In starvation scenarios, glycogen reserves get depleted in about 24 to 48 hours, prompting the body to switch to other energy sources.

Once glycogen stores are exhausted, the body shifts towards fat catabolism to meet its energy demands. Fat, stored as triglycerides in adipose tissues, is a dense and long-term energy source. During fat catabolism, triglycerides are broken down into fatty acids and glycerol.

• Fatty Acids: Enter the bloodstream and are used by various organs, particularly the heart and skeletal muscles, to generate energy.
• Glycerol: Serves as a substrate for gluconeogenesis in the liver, helping to produce glucose for tissues that rely on it, such as the brain.

Fat stores provide a substantial energy supply, sustaining the body's needs for several days to weeks, depending on individual factors like body composition and activity levels.

In extended periods of starvation, when glycogen and significant fat reserves are low, the body resorts to protein catabolism for energy.
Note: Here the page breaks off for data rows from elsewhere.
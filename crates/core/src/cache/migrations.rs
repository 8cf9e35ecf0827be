//! Database schema migrations.
//!
//! Uses a simple version table approach to track applied migrations.
//! Each migration is a SQL batch that transforms the schema.

use std::num::ParseIntError;

use super::Error;
use tokio_rusqlite::{Connection, params};

/// Migration list: (version, SQL).
///
/// Applied in order, each at most once per database.
const MIGRATIONS: &[(&str, &str)] = &[
    ("1", include_str!("../../migrations/001_query_cache.sql")),
    ("2", include_str!("../../migrations/002_result_count.sql")),
];

/// Run any pending migrations.
///
/// Creates the `_migrations` table if needed, reads the current version, and
/// applies every migration above it.
///
/// # Errors
///
/// Returns an error if a migration SQL fails to execute.
pub async fn run(conn: &Connection) -> Result<(), Error> {
    conn.call(|conn| -> Result<(), Error> {
        conn.execute(
            "CREATE TABLE IF NOT EXISTS _migrations (
                version INTEGER PRIMARY KEY,
                applied_at TEXT NOT NULL
            )",
            [],
        )
        .map_err(Error::from)?;

        let current: i64 = conn
            .query_row("SELECT COALESCE(MAX(version), 0) FROM _migrations", [], |row| row.get(0))
            .map_err(Error::from)?;

        for (version, sql) in MIGRATIONS {
            let version_num: i64 = version
                .parse()
                .map_err(|e: ParseIntError| Error::MigrationFailed(e.to_string()))?;
            if version_num > current {
                tracing::debug!(version = version_num, "applying cache migration");
                conn.execute_batch(sql)?;
                conn.execute(
                    "INSERT INTO _migrations (version, applied_at) VALUES (?1, ?2)",
                    params![version_num, chrono::Utc::now().to_rfc3339()],
                )
                .map_err(Error::from)?;
            }
        }

        Ok(())
    })
    .await
    .map_err(Error::from)
}
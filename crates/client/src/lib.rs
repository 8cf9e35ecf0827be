//! Network side of gleaner.
//!
//! This crate provides page discovery, the concurrent fetch pipeline, content
//! extraction, and the orchestrator shared by the server and CLI.

pub mod discovery;
pub mod extract;
pub mod fetch;
pub mod pipeline;

pub use discovery::{Discovery, DiscoveryConfig, SearchHit, WebDiscovery};
pub use extract::{ExtractConfig, Extractor, ReadableExtractor, normalize_text};
pub use fetch::{FetchClient, FetchConfig, FetchResponse, FetchResult, PageFetcher, PageFetcherConfig};
pub use pipeline::{Orchestrator, PipelineConfig, SearchOutcome, consolidate, count_sections};
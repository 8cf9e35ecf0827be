//! Concurrent fetch and extraction for a batch of result pages.

use std::sync::Arc;
use std::time::Duration;

use gleaner_core::{AppConfig, Error};
use tokio::sync::Semaphore;
use tokio::task::JoinSet;
use tokio_util::sync::CancellationToken;

use super::FetchClient;
use crate::extract::Extractor;

/// Outcome for one requested URL.
///
/// Exactly one of `text` (non-failed) or `error` is meaningful.
#[derive(Debug)]
pub struct FetchResult {
    pub source_url: String,
    pub text: String,
    pub error: Option<Error>,
}

impl FetchResult {
    pub fn success(source_url: impl Into<String>, text: impl Into<String>) -> Self {
        Self { source_url: source_url.into(), text: text.into(), error: None }
    }

    pub fn failure(source_url: impl Into<String>, error: Error) -> Self {
        Self { source_url: source_url.into(), text: String::new(), error: Some(error) }
    }

    pub fn is_success(&self) -> bool {
        self.error.is_none()
    }
}

/// Batch fetch settings.
#[derive(Debug, Clone)]
pub struct PageFetcherConfig {
    /// Deadline for one URL, covering the request and extraction.
    pub timeout: Duration,

    /// Maximum number of URLs in flight at once.
    pub max_concurrency: usize,
}

impl Default for PageFetcherConfig {
    fn default() -> Self {
        Self::from(&AppConfig::default())
    }
}

impl From<&AppConfig> for PageFetcherConfig {
    fn from(config: &AppConfig) -> Self {
        Self { timeout: config.fetch_timeout(), max_concurrency: config.max_concurrency }
    }
}

/// Fans a URL list out to one task per URL and joins on all of them.
#[derive(Clone)]
pub struct PageFetcher {
    client: Arc<FetchClient>,
    extractor: Arc<dyn Extractor>,
    config: PageFetcherConfig,
}

impl PageFetcher {
    pub fn new(client: FetchClient, extractor: Arc<dyn Extractor>, config: PageFetcherConfig) -> Self {
        Self { client: Arc::new(client), extractor, config }
    }

    pub fn config(&self) -> &PageFetcherConfig {
        &self.config
    }

    /// Fetch and extract every URL, returning one result per input in input order.
    ///
    /// Tasks are never skipped or retried. A slow or failing URL does not affect
    /// its siblings. Cancelling `cancel` resolves every unfinished URL as a
    /// `Cancelled` failure; the call still returns a full result list.
    pub async fn fetch_all(&self, urls: &[String], cancel: &CancellationToken) -> Vec<FetchResult> {
        if urls.is_empty() {
            return Vec::new();
        }

        let permits = Arc::new(Semaphore::new(self.config.max_concurrency.max(1)));
        let mut tasks = JoinSet::new();

        for (idx, url) in urls.iter().enumerate() {
            let client = Arc::clone(&self.client);
            let extractor = Arc::clone(&self.extractor);
            let permits = Arc::clone(&permits);
            let cancel = cancel.clone();
            let timeout = self.config.timeout;
            let url = url.clone();

            tasks.spawn(async move {
                let outcome = tokio::select! {
                    biased;
                    _ = cancel.cancelled() => Err(Error::Cancelled(format!("fetch of {url} cancelled"))),
                    outcome = run_one(&client, extractor, &permits, &url, timeout) => outcome,
                };

                let result = match outcome {
                    Ok(text) => FetchResult::success(url, text),
                    Err(e) => {
                        tracing::warn!(url = %url, code = e.code(), "page fetch failed: {}", e);
                        FetchResult::failure(url, e)
                    }
                };
                (idx, result)
            });
        }

        let mut slots: Vec<Option<FetchResult>> = (0..urls.len()).map(|_| None).collect();
        while let Some(joined) = tasks.join_next().await {
            match joined {
                Ok((idx, result)) => slots[idx] = Some(result),
                Err(e) => tracing::error!("page fetch task aborted: {}", e),
            }
        }

        let results: Vec<FetchResult> = slots
            .into_iter()
            .zip(urls)
            .map(|(slot, url)| {
                slot.unwrap_or_else(|| FetchResult::failure(url.clone(), Error::HttpError(format!("fetch task for {url} aborted"))))
            })
            .collect();

        let ok = results.iter().filter(|r| r.is_success()).count();
        tracing::info!(requested = urls.len(), succeeded = ok, "page fetch batch complete");

        results
    }
}

async fn run_one(
    client: &FetchClient, extractor: Arc<dyn Extractor>, permits: &Semaphore, url: &str, timeout: Duration,
) -> Result<String, Error> {
    let _permit = permits.acquire().await.map_err(|e| Error::Cancelled(format!("fetch pool closed: {e}")))?;

    match tokio::time::timeout(timeout, fetch_one(client, extractor, url)).await {
        Ok(result) => result,
        Err(_) => Err(Error::FetchTimeout(format!("{url} exceeded {}ms", timeout.as_millis()))),
    }
}

/// Extraction is CPU-bound, so it runs on the blocking pool where the
/// surrounding timeout can still fire and sibling tasks keep their worker.
async fn fetch_one(client: &FetchClient, extractor: Arc<dyn Extractor>, url: &str) -> Result<String, Error> {
    let response = client.fetch(url).await?;
    tokio::task::spawn_blocking(move || extractor.extract(&response.bytes, &response.final_url))
        .await
        .map_err(|e| Error::ExtractFailed(format!("extraction task for {url} failed: {e}")))?
}
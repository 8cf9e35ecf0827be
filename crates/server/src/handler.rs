//! MCP server handler implementation.
//!
//! This module defines the main server handler that
//! routes tool calls to the appropriate implementations.
use crate::tools::{ClearCacheParams, WebSearchParams, clear_cache_impl, search_impl};

use gleaner_client::Orchestrator;
use gleaner_core::AppConfig;
use rmcp::{
    ErrorData as McpError, ServerHandler,
    handler::server::{
        tool::{ToolCallContext, ToolRouter},
        wrapper::Parameters,
    },
    model::{
        CallToolRequestParam, CallToolResult, Implementation, ListToolsResult, PaginatedRequestParam, ProtocolVersion,
        ServerCapabilities, ServerInfo,
    },
    service::{RequestContext, RoleServer},
    tool, tool_router,
};

/// The main MCP server handler for gleaner.
#[derive(Clone)]
pub struct GleanerServer {
    tool_router: ToolRouter<Self>,
    orchestrator: Orchestrator,
    config: AppConfig,
}

/// Tool router implementation using the #[tool_router] macro.
///
/// This macro generates the routing logic that maps tool names to handler methods.
#[tool_router]
impl GleanerServer {
    /// Create a new server handler around a ready pipeline.
    pub fn new(orchestrator: Orchestrator, config: AppConfig) -> Self {
        Self { tool_router: Self::tool_router(), orchestrator, config }
    }

    /// Search the web and return consolidated page text.
    #[tool(
        description = "Search the web for a query, fetch the top result pages, and return consolidated text. Results are cached for 24 hours."
    )]
    async fn web_search(&self, params: Parameters<WebSearchParams>) -> Result<CallToolResult, McpError> {
        search_impl(&self.orchestrator, &self.config, params.0).await
    }

    /// Clear cached search results.
    #[tool(
        description = "Clear cached search results. If a query is provided, only that entry is evicted; otherwise all entries are flushed."
    )]
    async fn clear_cache(&self, params: Parameters<ClearCacheParams>) -> Result<CallToolResult, McpError> {
        clear_cache_impl(&self.orchestrator, params.0).await
    }
}

impl ServerHandler for GleanerServer {
    fn get_info(&self) -> ServerInfo {
        ServerInfo {
            server_info: Implementation {
                name: "gleaner".into(),
                version: env!("CARGO_PKG_VERSION").into(),
                ..Default::default()
            },
            protocol_version: ProtocolVersion::LATEST,
            capabilities: ServerCapabilities::builder().enable_tools().build(),
            ..Default::default()
        }
    }

    async fn list_tools(
        &self, _request: Option<PaginatedRequestParam>, _context: RequestContext<RoleServer>,
    ) -> Result<ListToolsResult, rmcp::model::ErrorData> {
        Ok(ListToolsResult { meta: None, tools: self.tool_router.list_all(), next_cursor: None })
    }

    async fn call_tool(
        &self, request: CallToolRequestParam, context: RequestContext<RoleServer>,
    ) -> Result<CallToolResult, rmcp::model::ErrorData> {
        self.tool_router
            .call(ToolCallContext::new(self, request, context))
            .await
    }
}
//! DuckDuckGo HTML result page scraping.

use gleaner_core::Error;
use scraper::Html;
use url::Url;

use super::{SearchHit, element_text, selector, with_query};

pub fn search_url(base: &str, query: &str) -> Result<Url, Error> {
    with_query(base, "/html/", &[("q", query.to_string())])
}

pub fn parse_results(html: &str, count: usize) -> Result<Vec<SearchHit>, Error> {
    let document = Html::parse_document(html);
    let results = selector("a.result__a")?;

    let hits = document
        .select(&results)
        .filter_map(|link| {
            let href = link.value().attr("href").filter(|h| !h.is_empty())?;
            Some(SearchHit { url: unwrap_redirect(href), title: element_text(&link) })
        })
        .take(count)
        .collect();

    Ok(hits)
}

/// Resolve `duckduckgo.com/l/?uddg=<target>` redirect links to their target.
///
/// Links without a usable `uddg` parameter are returned unchanged.
fn unwrap_redirect(href: &str) -> String {
    if !href.contains("duckduckgo.com/l/?") {
        return href.to_string();
    }

    Url::parse("https://duckduckgo.com")
        .and_then(|base| base.join(href))
        .ok()
        .and_then(|u| u.query_pairs().find(|(k, _)| k == "uddg").map(|(_, v)| v.into_owned()))
        .filter(|target| !target.is_empty())
        .unwrap_or_else(|| href.to_string())
}
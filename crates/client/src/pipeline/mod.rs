//! Cache-aware search pipeline.
//!
//! ```text
//! force        -> DISCOVER
//! !force       -> CHECK_CACHE
//! CHECK_CACHE  -> hit: RETURN(from_cache) | miss: DISCOVER
//! DISCOVER     -> no candidates: NO_RESULTS | candidates: RATE_LIMIT_WAIT
//! RATE_LIMIT_WAIT -> FETCH -> CONSOLIDATE
//! CONSOLIDATE  -> nothing survived: ALL_SOURCES_FAILED | STORE -> RETURN
//! ```
//!
//! Cache read and write failures fail the call. The cache is only written
//! after a run produced at least one section.

pub mod consolidate;

pub use consolidate::{SECTION_DIVIDER, consolidate, count_sections};

use std::sync::Arc;
use std::time::{Duration, Instant};

use gleaner_core::{AppConfig, CacheDb, Error, SearchEngine, canonicalize_query};
use serde::Serialize;
use tokio_util::sync::CancellationToken;

use crate::discovery::{Discovery, DiscoveryConfig, WebDiscovery};
use crate::extract::ReadableExtractor;
use crate::fetch::{FetchClient, FetchConfig, PageFetcher, PageFetcherConfig};

/// Result of one pipeline run.
#[derive(Debug, Clone, PartialEq, Eq, Serialize)]
pub struct SearchOutcome {
    pub content: String,
    pub result_count: usize,
    pub from_cache: bool,
}

/// Process-wide pipeline settings.
#[derive(Debug, Clone)]
pub struct PipelineConfig {
    pub engine: SearchEngine,
    /// Delay between discovery and fetch. Zero skips the wait.
    pub rate_limit: Duration,
    /// Requested counts above this are clamped.
    pub max_count: usize,
}

impl Default for PipelineConfig {
    fn default() -> Self {
        Self::from(&AppConfig::default())
    }
}

impl From<&AppConfig> for PipelineConfig {
    fn from(config: &AppConfig) -> Self {
        Self { engine: config.engine, rate_limit: config.rate_limit(), max_count: config.max_count }
    }
}

/// Drives a query through cache, discovery, fetch and consolidation.
///
/// Cheap to clone; clones share the cache connection.
#[derive(Clone)]
pub struct Orchestrator {
    cache: CacheDb,
    discovery: Arc<dyn Discovery>,
    fetcher: PageFetcher,
    config: PipelineConfig,
}

impl Orchestrator {
    pub fn new(cache: CacheDb, discovery: Arc<dyn Discovery>, fetcher: PageFetcher, config: PipelineConfig) -> Self {
        Self { cache, discovery, fetcher, config }
    }

    /// Open the cache and build the network collaborators from configuration.
    ///
    /// Fails with `CONFIG_ERROR` when the cache file cannot be opened.
    pub async fn from_config(config: &AppConfig) -> Result<Self, Error> {
        let cache = CacheDb::open(&config.db_path).await?.with_ttl(config.cache_ttl());
        let discovery = WebDiscovery::new(DiscoveryConfig::from(config))?;
        let client = FetchClient::new(FetchConfig::from(config))?;
        let fetcher = PageFetcher::new(client, Arc::new(ReadableExtractor::default()), PageFetcherConfig::from(config));

        tracing::info!(db_path = %config.db_path.display(), engine = %config.engine, "search pipeline ready");

        Ok(Self::new(cache, Arc::new(discovery), fetcher, PipelineConfig::from(config)))
    }

    pub fn cache(&self) -> &CacheDb {
        &self.cache
    }

    pub fn config(&self) -> &PipelineConfig {
        &self.config
    }

    /// Run the pipeline for `query`, returning up to `count` consolidated pages.
    pub async fn run(&self, query: &str, count: usize, force: bool) -> Result<SearchOutcome, Error> {
        self.run_with_cancel(query, count, force, &CancellationToken::new()).await
    }

    /// Like [`Orchestrator::run`], observing `cancel`.
    ///
    /// Cancellation during discovery or the rate-limit wait fails the call
    /// with `CANCELLED`. During fetch, unfinished pages become failures and
    /// the run continues with whatever completed.
    pub async fn run_with_cancel(
        &self, query: &str, count: usize, force: bool, cancel: &CancellationToken,
    ) -> Result<SearchOutcome, Error> {
        if query.trim().is_empty() {
            return Err(Error::InvalidInput("query cannot be empty".into()));
        }
        if count == 0 {
            return Err(Error::InvalidInput("count must be greater than 0".into()));
        }
        let count = count.min(self.config.max_count);

        let start = Instant::now();
        let key = canonicalize_query(query);

        if !force && let Some(entry) = self.cache.get_fresh(&key).await? {
            let result_count = entry.result_count.map_or_else(|| count_sections(&entry.content), |c| c as usize);
            tracing::debug!(key = %key, result_count, "cache hit");
            return Ok(SearchOutcome { content: entry.content, result_count, from_cache: true });
        }

        tracing::debug!(key = %key, force, "cache bypassed or missed");

        let hits = tokio::select! {
            biased;
            _ = cancel.cancelled() => return Err(Error::Cancelled("discovery cancelled".into())),
            hits = self.discovery.discover(query, count, self.config.engine) => hits?,
        };

        if hits.is_empty() {
            return Err(Error::NoResults(format!("no search results for {:?}", query)));
        }

        if !self.config.rate_limit.is_zero() {
            tokio::select! {
                biased;
                _ = cancel.cancelled() => return Err(Error::Cancelled("rate limit wait cancelled".into())),
                _ = tokio::time::sleep(self.config.rate_limit) => {}
            }
        }

        let urls: Vec<String> = hits.into_iter().map(|h| h.url).collect();
        let results = self.fetcher.fetch_all(&urls, cancel).await;

        let (content, result_count) = consolidate(&results);
        if result_count == 0 {
            return Err(Error::AllSourcesFailed(format!("all {} pages failed for {:?}", urls.len(), query)));
        }

        self.cache.set_with_count(&key, &content, result_count as u64).await?;

        tracing::info!(
            key = %key,
            candidates = urls.len(),
            result_count,
            elapsed_ms = start.elapsed().as_millis() as u64,
            "search pipeline complete"
        );

        Ok(SearchOutcome { content, result_count, from_cache: false })
    }

    /// Remove the cached document for `query`; an empty query clears the whole cache.
    ///
    /// Returns the number of removed entries. Removing nothing succeeds.
    pub async fn evict(&self, query: &str) -> Result<u64, Error> {
        let key = if query.is_empty() { String::new() } else { canonicalize_query(query) };
        let removed = self.cache.evict(&key).await?;
        tracing::info!(all = key.is_empty(), removed, "cache evicted");
        Ok(removed)
    }

    /// Delete every stale cache row.
    pub async fn prune(&self) -> Result<u64, Error> {
        let removed = self.cache.purge_stale().await?;
        tracing::info!(removed, "stale cache entries pruned");
        Ok(removed)
    }

    /// Close the cache connection. Clones of this orchestrator fail afterwards.
    pub async fn shutdown(self) -> Result<(), Error> {
        self.cache.close().await
    }
}
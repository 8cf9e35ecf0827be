//! SQLite-backed cache for consolidated search documents.
//!
//! This module provides a persistent query cache using SQLite with async
//! access via tokio-rusqlite. It supports:
//!
//! - Query keys derived from a SHA-256 digest of the normalized query
//! - Freshness evaluated at read time against a TTL window
//! - Atomic single-statement upserts
//! - Automatic schema migrations and WAL mode for concurrent access

pub mod connection;
pub mod entries;
pub mod hash;
pub mod migrations;

pub use crate::Error;

pub use connection::{CacheDb, DEFAULT_TTL};
pub use entries::CacheEntry;
pub use hash::canonicalize_query;
//! Core types and shared functionality for gleaner.
//!
//! This crate provides:
//! - Query cache with SQLite backend and read-time TTL
//! - Query normalization into cache keys
//! - Unified error types
//! - Configuration structures

pub mod cache;
pub mod config;
pub mod error;

pub use cache::{CacheDb, CacheEntry, canonicalize_query};
pub use config::{AppConfig, ConfigError, SearchEngine};
pub use error::Error;
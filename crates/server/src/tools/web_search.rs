//! web_search tool implementation.
//!
//! Runs the search pipeline and returns the consolidated document, served from
//! the cache when a fresh entry exists.

use gleaner_client::Orchestrator;
use gleaner_core::AppConfig;
use rmcp::{ErrorData as McpError, model::*};
use schemars::JsonSchema;
use serde::{Deserialize, Serialize};

/// Input parameters for web_search tool.
#[derive(Debug, Clone, Default, Serialize, Deserialize, JsonSchema)]
pub struct WebSearchParams {
    /// Search query (required).
    pub query: String,

    /// Number of result pages to fetch. Missing or non-positive values use the
    /// configured default; large values are clamped.
    #[serde(default)]
    pub count: Option<i64>,

    /// Bypass the cache and fetch fresh results.
    #[serde(default)]
    pub force: bool,
}

/// Implementation of the web_search tool.
pub async fn search_impl(
    orchestrator: &Orchestrator, config: &AppConfig, params: WebSearchParams,
) -> Result<CallToolResult, McpError> {
    let requested = params.count.filter(|c| *c > 0).map(|c| c as usize);
    let count = config.effective_count(requested);

    let outcome = orchestrator.run(&params.query, count, params.force).await?;

    let text = format!("[results: {}, from_cache: {}]\n\n{}", outcome.result_count, outcome.from_cache, outcome.content);

    Ok(CallToolResult::success(vec![Content::text(text)]))
}

#[cfg(test)]
mod tests {
    use super::*;
    use crate::tools::testing::{orchestrator, page};
    use wiremock::MockServer;

    fn text_of(result: &CallToolResult) -> String {
        let content_val = serde_json::to_value(&result.content[0]).unwrap();
        content_val
            .get("text")
            .and_then(|v| v.as_str())
            .expect("Expected text field in content")
            .to_string()
    }

    #[test]
    fn test_params_defaults() {
        let params: WebSearchParams = serde_json::from_str(r#"{"query": "rust"}"#).unwrap();
        assert_eq!(params.count, None);
        assert!(!params.force);
    }

    #[tokio::test]
    async fn test_search_then_cached() {
        let server = MockServer::start().await;
        let u1 = page(&server, "/u1", "Goroutines...").await;
        let orch = orchestrator(vec![u1.clone()]).await;
        let config = AppConfig::default();

        let params = WebSearchParams { query: "golang".into(), count: Some(3), force: false };
        let first = search_impl(&orch, &config, params.clone()).await.unwrap();
        assert_eq!(text_of(&first), format!("[results: 1, from_cache: false]\n\n## {u1}\n\nGoroutines..."));

        let second = search_impl(&orch, &config, params).await.unwrap();
        assert!(text_of(&second).starts_with("[results: 1, from_cache: true]\n\n"));
    }

    #[tokio::test]
    async fn test_non_positive_count_uses_default() {
        let server = MockServer::start().await;
        let u1 = page(&server, "/u1", "text").await;
        let orch = orchestrator(vec![u1]).await;

        let params = WebSearchParams { query: "golang".into(), count: Some(-4), force: false };
        assert!(search_impl(&orch, &AppConfig::default(), params).await.is_ok());
    }

    #[tokio::test]
    async fn test_no_results_is_error() {
        let orch = orchestrator(vec![]).await;
        let params = WebSearchParams { query: "nothing".into(), ..Default::default() };

        let err = search_impl(&orch, &AppConfig::default(), params).await.unwrap_err();
        assert!(err.message.starts_with("NO_RESULTS"));
    }

    #[tokio::test]
    async fn test_empty_query_is_invalid() {
        let orch = orchestrator(vec![]).await;
        let err = search_impl(&orch, &AppConfig::default(), WebSearchParams::default()).await.unwrap_err();
        assert_eq!(err.code.0, -32602);
    }
}
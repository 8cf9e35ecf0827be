//! gleaner surfaces: the MCP tool server and the REST facade.

pub mod handler;
pub mod rest;
pub mod tools;

pub use handler::GleanerServer;
pub use rest::{ApiState, router, serve};
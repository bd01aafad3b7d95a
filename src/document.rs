// src/document.rs
// =============================================================================
// Loading and saving the JSON document.
//
// Saving writes to a temporary file next to the original and renames it over
// the original, so a failed write never leaves a half-written document.
// =============================================================================

use anyhow::{Context, Result};
use serde_json::Value;
use std::fs;
use std::path::{Path, PathBuf};

/// Reads and parses the whole document
pub fn load(path: &Path) -> Result<Value> {
    let text = fs::read_to_string(path)
        .with_context(|| format!("Failed to read '{}'", path.display()))?;

    serde_json::from_str(&text)
        .with_context(|| format!("'{}' is not valid JSON", path.display()))
}

/// Writes the document back as pretty JSON (2-space indent)
pub fn save(path: &Path, document: &Value) -> Result<()> {
    let mut text = serde_json::to_string_pretty(document)?;
    text.push('\n');

    let tmp = temp_path(path);
    fs::write(&tmp, text).with_context(|| format!("Failed to write '{}'", tmp.display()))?;
    if let Err(e) = fs::rename(&tmp, path) {
        let _ = fs::remove_file(&tmp);
        return Err(e).with_context(|| format!("Failed to replace '{}'", path.display()));
    }

    Ok(())
}

fn temp_path(path: &Path) -> PathBuf {
    let mut name = path
        .file_name()
        .map(|n| n.to_os_string())
        .unwrap_or_default();
    name.push(".tmp");
    path.with_file_name(name)
}

#[cfg(test)]
mod tests {
    use super::*;
    use serde_json::json;
    use std::io::Write;
    use tempfile::{tempdir, NamedTempFile};

    #[test]
    fn test_load_valid_file() -> Result<()> {
        let mut file = NamedTempFile::new()?;
        write!(file, r#"{{"type": "folder", "children": []}}"#)?;

        let document = load(file.path())?;
        assert_eq!(document, json!({"type": "folder", "children": []}));
        Ok(())
    }

    #[test]
    fn test_load_missing_file() {
        let dir = tempdir().unwrap();
        let err = load(&dir.path().join("missing.json")).unwrap_err();
        assert!(err.to_string().contains("Failed to read"));
    }

    #[test]
    fn test_load_invalid_json() {
        let mut file = NamedTempFile::new().unwrap();
        write!(file, "{{ not json").unwrap();

        let err = load(file.path()).unwrap_err();
        assert!(err.to_string().contains("is not valid JSON"));
    }

    #[test]
    fn test_save_round_trip_with_two_space_indent() -> Result<()> {
        let dir = tempdir()?;
        let path = dir.path().join("links.json");
        let document = json!({"children": [{"type": "url", "url": "https://b.test"}]});

        save(&path, &document)?;

        let text = fs::read_to_string(&path)?;
        assert!(text.contains("\n  \"children\": ["));
        assert!(text.ends_with('\n'));
        assert_eq!(load(&path)?, document);
        // No temp file left behind
        assert!(!temp_path(&path).exists());
        Ok(())
    }

    #[test]
    fn test_save_into_missing_directory_fails() {
        let dir = tempdir().unwrap();
        let path = dir.path().join("no/such/dir/links.json");
        assert!(save(&path, &json!({})).is_err());
    }
}
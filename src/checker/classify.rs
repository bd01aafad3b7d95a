// src/checker/classify.rs
// =============================================================================
// Turns the raw outcome of a probe into a verdict.
//
// The rule is deliberately narrow:
//   - HTTP 404                -> Broken
//   - any transport failure   -> Broken
//   - every other status code -> NotBroken (200, 301, 403, 500, ...)
// =============================================================================

use reqwest::StatusCode;
use serde::Serialize;
use std::fmt;

/// What happened when we probed a URL
#[derive(Debug, Clone, PartialEq, Eq, Serialize)]
#[serde(untagged)]
pub enum Outcome {
    /// The server answered with this HTTP status code
    Status(u16),
    /// The request never produced a response; holds a description of why
    Error(String),
}

impl Outcome {
    /// Short code shown in reports: the status number or the error text
    pub fn display_code(&self) -> String {
        match self {
            Outcome::Status(code) => code.to_string(),
            Outcome::Error(message) => message.clone(),
        }
    }
}

impl fmt::Display for Outcome {
    fn fmt(&self, f: &mut fmt::Formatter<'_>) -> fmt::Result {
        f.write_str(&self.display_code())
    }
}

/// Binary classification of an outcome
#[derive(Debug, Clone, Copy, PartialEq, Eq)]
pub enum Verdict {
    Broken,
    NotBroken,
}

/// Classifies a probe outcome. Pure, never fails.
pub fn classify(outcome: &Outcome) -> Verdict {
    match outcome {
        Outcome::Status(code) if *code == StatusCode::NOT_FOUND.as_u16() => Verdict::Broken,
        Outcome::Status(_) => Verdict::NotBroken,
        Outcome::Error(_) => Verdict::Broken,
    }
}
This is essentially a survival mechanism to maintain vital functions. Proteins, particularly from muscle tissue, are broken down into amino acids.

• Amino Acids: Are converted into glucose through a process called gluconeogenesis, primarily in the liver, to help maintain blood glucose levels.
• Essential Function: The produced glucose is vital for cells that are glucose-dependent, like brain cells and red blood cells.

Protein catabolism is a last-resort mechanism due to its detrimental effect on muscle mass and overall health, highlighting the body's ability to adapt during periods of severe energy shortage.